Stored items from a collection:
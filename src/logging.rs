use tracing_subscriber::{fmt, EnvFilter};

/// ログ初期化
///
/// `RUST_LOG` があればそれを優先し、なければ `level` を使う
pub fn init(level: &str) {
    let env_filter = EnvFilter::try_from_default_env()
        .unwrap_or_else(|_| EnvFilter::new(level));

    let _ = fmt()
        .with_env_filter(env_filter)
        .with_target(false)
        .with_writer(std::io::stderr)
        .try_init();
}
==
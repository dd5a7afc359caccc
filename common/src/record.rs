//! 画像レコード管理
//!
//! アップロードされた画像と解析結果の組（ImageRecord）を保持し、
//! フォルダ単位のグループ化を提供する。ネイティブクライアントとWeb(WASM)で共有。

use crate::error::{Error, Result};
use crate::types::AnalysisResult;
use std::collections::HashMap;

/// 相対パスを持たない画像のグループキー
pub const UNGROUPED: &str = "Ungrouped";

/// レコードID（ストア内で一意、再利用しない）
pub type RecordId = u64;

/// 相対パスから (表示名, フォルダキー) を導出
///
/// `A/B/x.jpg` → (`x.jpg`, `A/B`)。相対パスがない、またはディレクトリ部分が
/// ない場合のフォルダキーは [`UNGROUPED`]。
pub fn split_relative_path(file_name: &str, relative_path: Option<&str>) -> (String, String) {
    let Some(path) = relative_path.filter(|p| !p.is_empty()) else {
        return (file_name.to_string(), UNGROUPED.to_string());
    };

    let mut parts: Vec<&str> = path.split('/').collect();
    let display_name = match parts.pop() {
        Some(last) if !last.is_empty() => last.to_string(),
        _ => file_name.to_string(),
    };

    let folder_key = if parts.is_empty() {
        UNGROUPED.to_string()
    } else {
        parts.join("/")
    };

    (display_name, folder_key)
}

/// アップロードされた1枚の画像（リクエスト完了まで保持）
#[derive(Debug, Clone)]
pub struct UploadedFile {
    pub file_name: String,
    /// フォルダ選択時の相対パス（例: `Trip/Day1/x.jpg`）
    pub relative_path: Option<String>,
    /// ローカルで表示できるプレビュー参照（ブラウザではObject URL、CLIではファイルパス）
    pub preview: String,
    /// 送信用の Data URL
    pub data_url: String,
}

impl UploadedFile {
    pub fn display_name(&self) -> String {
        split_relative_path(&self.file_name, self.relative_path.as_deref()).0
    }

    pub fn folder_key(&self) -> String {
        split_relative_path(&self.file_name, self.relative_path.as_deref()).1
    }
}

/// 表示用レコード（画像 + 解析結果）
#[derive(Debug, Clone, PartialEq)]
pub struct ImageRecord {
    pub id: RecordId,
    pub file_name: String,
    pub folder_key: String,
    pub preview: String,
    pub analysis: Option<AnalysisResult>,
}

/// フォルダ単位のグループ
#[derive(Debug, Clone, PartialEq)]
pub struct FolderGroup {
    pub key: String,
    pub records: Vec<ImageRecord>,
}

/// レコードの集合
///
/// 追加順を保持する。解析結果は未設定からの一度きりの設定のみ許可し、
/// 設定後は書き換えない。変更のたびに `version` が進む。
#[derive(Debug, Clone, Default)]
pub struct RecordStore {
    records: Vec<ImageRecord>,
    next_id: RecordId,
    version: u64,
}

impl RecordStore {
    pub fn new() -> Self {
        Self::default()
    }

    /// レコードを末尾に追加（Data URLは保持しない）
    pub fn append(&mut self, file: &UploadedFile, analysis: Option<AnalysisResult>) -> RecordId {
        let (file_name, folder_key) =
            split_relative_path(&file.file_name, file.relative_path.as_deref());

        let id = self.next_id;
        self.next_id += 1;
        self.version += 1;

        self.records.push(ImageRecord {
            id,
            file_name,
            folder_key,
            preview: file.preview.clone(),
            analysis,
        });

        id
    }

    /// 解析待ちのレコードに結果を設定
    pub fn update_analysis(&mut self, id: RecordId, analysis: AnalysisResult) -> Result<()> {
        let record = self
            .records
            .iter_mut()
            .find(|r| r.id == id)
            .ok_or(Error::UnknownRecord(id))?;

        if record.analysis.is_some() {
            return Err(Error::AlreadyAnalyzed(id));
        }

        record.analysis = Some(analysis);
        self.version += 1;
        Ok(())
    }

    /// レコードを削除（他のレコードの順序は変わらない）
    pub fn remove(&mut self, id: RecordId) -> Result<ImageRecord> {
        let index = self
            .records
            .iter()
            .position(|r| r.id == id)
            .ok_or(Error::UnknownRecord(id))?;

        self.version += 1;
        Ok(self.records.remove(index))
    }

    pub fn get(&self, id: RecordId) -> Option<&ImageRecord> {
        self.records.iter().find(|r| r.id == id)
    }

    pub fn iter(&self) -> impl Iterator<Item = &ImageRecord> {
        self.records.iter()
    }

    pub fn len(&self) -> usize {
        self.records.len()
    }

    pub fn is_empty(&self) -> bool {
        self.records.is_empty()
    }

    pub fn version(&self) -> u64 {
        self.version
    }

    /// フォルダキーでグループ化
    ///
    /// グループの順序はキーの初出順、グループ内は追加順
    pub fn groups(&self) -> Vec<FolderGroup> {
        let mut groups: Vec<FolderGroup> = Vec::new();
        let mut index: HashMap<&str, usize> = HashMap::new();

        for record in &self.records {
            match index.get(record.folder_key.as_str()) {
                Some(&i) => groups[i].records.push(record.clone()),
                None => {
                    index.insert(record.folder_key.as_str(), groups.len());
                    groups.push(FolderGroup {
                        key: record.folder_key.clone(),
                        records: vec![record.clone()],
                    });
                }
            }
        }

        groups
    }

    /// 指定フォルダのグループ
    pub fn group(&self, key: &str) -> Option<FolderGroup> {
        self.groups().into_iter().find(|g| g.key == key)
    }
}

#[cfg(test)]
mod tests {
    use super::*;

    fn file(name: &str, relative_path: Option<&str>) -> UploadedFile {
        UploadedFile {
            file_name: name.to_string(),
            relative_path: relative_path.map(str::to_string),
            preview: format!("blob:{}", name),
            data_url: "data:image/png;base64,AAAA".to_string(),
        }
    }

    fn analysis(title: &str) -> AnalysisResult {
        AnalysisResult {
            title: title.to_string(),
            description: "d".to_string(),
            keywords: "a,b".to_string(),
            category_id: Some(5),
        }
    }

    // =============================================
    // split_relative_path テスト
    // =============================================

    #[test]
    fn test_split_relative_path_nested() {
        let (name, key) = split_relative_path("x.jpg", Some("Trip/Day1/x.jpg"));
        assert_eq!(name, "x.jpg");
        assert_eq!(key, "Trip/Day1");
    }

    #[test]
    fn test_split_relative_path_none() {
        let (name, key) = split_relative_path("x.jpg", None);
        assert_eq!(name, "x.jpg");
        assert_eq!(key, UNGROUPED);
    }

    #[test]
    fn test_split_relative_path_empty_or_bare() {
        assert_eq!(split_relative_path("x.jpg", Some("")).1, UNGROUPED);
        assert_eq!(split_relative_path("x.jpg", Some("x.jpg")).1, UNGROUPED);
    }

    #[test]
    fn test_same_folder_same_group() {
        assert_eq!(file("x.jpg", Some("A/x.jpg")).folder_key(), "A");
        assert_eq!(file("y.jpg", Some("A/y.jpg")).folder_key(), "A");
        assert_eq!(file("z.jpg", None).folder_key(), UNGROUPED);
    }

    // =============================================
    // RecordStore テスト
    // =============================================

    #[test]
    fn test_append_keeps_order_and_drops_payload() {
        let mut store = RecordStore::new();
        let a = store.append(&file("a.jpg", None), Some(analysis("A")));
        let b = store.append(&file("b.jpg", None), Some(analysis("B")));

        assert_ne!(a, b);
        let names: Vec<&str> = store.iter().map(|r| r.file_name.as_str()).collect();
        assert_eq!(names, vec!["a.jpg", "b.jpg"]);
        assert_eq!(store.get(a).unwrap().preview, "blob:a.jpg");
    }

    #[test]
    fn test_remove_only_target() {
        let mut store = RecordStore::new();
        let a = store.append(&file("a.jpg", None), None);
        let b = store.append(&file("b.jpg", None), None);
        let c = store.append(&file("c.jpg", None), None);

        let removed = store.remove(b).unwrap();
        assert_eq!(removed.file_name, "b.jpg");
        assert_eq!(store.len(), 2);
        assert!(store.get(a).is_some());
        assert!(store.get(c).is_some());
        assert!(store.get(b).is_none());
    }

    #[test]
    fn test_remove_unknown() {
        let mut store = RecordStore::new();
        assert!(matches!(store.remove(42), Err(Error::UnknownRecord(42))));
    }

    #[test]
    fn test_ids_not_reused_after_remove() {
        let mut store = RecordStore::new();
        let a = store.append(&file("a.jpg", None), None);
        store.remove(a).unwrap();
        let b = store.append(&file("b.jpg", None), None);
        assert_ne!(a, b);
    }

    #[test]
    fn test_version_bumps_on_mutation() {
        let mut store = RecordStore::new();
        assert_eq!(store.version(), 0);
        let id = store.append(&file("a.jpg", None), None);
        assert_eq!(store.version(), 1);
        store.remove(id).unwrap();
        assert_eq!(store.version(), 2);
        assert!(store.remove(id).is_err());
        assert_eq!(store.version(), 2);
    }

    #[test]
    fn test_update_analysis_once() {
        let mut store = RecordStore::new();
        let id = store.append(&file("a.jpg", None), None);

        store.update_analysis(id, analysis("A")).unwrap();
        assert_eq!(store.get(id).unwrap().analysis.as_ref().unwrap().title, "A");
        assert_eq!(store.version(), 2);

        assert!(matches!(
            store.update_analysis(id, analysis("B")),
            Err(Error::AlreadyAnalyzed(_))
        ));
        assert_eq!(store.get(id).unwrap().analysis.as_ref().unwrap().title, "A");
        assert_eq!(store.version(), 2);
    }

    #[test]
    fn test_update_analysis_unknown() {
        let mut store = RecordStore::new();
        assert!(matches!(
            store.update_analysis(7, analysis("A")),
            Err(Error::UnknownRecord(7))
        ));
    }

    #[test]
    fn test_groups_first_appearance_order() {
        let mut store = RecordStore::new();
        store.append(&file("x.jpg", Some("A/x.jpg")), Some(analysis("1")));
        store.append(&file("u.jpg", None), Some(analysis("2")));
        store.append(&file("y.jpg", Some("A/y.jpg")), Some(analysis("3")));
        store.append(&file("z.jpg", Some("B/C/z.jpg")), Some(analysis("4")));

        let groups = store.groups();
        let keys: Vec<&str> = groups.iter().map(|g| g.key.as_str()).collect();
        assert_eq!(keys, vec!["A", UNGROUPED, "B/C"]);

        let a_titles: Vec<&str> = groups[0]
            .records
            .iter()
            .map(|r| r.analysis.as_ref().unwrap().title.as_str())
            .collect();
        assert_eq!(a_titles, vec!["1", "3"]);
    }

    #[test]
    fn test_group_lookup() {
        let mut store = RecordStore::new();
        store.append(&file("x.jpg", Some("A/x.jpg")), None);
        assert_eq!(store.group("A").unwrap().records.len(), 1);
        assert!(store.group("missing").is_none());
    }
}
--
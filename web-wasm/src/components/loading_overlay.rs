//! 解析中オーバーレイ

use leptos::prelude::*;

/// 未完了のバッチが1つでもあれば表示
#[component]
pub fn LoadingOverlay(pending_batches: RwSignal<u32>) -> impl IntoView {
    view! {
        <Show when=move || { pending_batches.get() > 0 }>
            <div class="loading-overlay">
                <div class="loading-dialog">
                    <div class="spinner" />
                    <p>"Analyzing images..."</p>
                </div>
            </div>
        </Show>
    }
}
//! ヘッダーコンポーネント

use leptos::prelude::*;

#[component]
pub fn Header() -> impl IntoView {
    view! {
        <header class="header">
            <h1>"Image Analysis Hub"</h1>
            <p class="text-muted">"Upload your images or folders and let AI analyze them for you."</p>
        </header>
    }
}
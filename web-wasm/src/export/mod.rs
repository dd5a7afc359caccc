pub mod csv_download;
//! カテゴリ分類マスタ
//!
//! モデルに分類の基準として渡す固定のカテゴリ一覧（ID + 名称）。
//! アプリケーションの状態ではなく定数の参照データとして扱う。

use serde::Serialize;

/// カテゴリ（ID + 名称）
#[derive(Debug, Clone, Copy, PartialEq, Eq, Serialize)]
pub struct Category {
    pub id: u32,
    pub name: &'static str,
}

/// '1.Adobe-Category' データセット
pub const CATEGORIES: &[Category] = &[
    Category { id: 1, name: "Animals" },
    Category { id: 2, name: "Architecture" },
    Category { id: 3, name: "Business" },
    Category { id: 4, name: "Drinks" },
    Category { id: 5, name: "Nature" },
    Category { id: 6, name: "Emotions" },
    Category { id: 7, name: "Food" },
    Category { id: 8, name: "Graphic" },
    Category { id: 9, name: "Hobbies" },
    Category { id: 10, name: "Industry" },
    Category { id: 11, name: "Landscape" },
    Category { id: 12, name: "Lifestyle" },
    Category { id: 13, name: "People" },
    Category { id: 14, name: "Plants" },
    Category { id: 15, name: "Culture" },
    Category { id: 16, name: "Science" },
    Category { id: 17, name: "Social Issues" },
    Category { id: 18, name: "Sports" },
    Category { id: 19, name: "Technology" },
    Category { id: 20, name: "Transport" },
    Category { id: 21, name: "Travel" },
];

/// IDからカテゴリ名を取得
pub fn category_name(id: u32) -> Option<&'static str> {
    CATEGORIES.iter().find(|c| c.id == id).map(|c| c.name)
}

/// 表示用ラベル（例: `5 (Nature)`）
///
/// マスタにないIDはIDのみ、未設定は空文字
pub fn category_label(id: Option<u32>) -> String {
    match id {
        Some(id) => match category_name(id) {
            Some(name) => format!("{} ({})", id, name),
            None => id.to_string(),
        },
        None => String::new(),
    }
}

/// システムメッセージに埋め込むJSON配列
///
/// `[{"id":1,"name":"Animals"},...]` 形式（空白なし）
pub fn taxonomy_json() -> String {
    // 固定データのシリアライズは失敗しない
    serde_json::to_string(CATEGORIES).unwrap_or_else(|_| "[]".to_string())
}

■ Action item
The number of lines in the data holding the string "impl" is the whole answer.

■ Answer for the task
5